How to talk to employees when a public loss feels personal

Anthony Bourdain at SXSW in 2016
Invision/AP/Rich Fury
Real Tony.
  • Lila MacLellan
By Lila MacLellan

Quartz at Work senior reporter

Published Last updated This article is more than 2 years old.

The news of Anthony Bourdain’s death was shocking and distressing to millions of people today (June 8), whether they work in industries where he made his mark, including food, media, and travel, or are just casual fans of his cookbooks and television shows.

Indeed, you didn’t need to have a personal connection to Bourdain to recognize how much his talent and style—his extreme authenticity, iconoclastic rejection of class distinctions, and worldliness—may have influenced your own view of your work and culture.

When a suicide hits close to home, there are specific “postvention” protocols, involving professional counselors, that are considered best practice for any organization, including an employer, looking to support someone in distress. But when the loss is more diffuse and ambiguous, a simple note of recognition and invitation to talk further—staying mindful of the guidelines about talking about suicide safely—may be all that’s needed to strike the right note.
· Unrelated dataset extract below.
//! Common/built-in tools
//!
//! - `BashTool` - Execute shell commands

pub mod bash;

pub use bash::{BashTool, BASH_TOOL_NAME};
In response to the news about Bourdain, Quartz’s lifestyle editor, Indrani Sen, wrote a message to our newsroom staff on the app we use for office communication:

“Between this and Kate Spade, figures who we admire, who die in this way—we just want to acknowledge that this can all be very upsetting. If anyone wants to talk, please reach out to me, your editor, your colleagues. We’re all here for each other.”

It’s an instructive reaction: just the right, short message, to let each of us know we are not alone if we are having a strong emotional response to a public loss.

Employers are increasingly recognizing the role they play in supporting employees’ emotional wellbeing, whether with a reassuring memo or by providing mindfulness training. After all, there’s a good chance we will be at work when something devastating happens in the wider world—or need to show up at the office the next morning, when we still haven’t processed our feelings about an event.

It’s always good practice to let employees know that their feelings have a place at work, and to make sure their managers are available for them if they need to speak. In these ways, a leader can make work a place of refuge, without jeopardizing business goals, whereas ignoring your employees’ emotional wellbeing may be damaging to the company.

And if you’re concerned about an employee who shows signs of being suicidal, seek expert advice on organizational responses that are deemed respectful and potentially life-saving.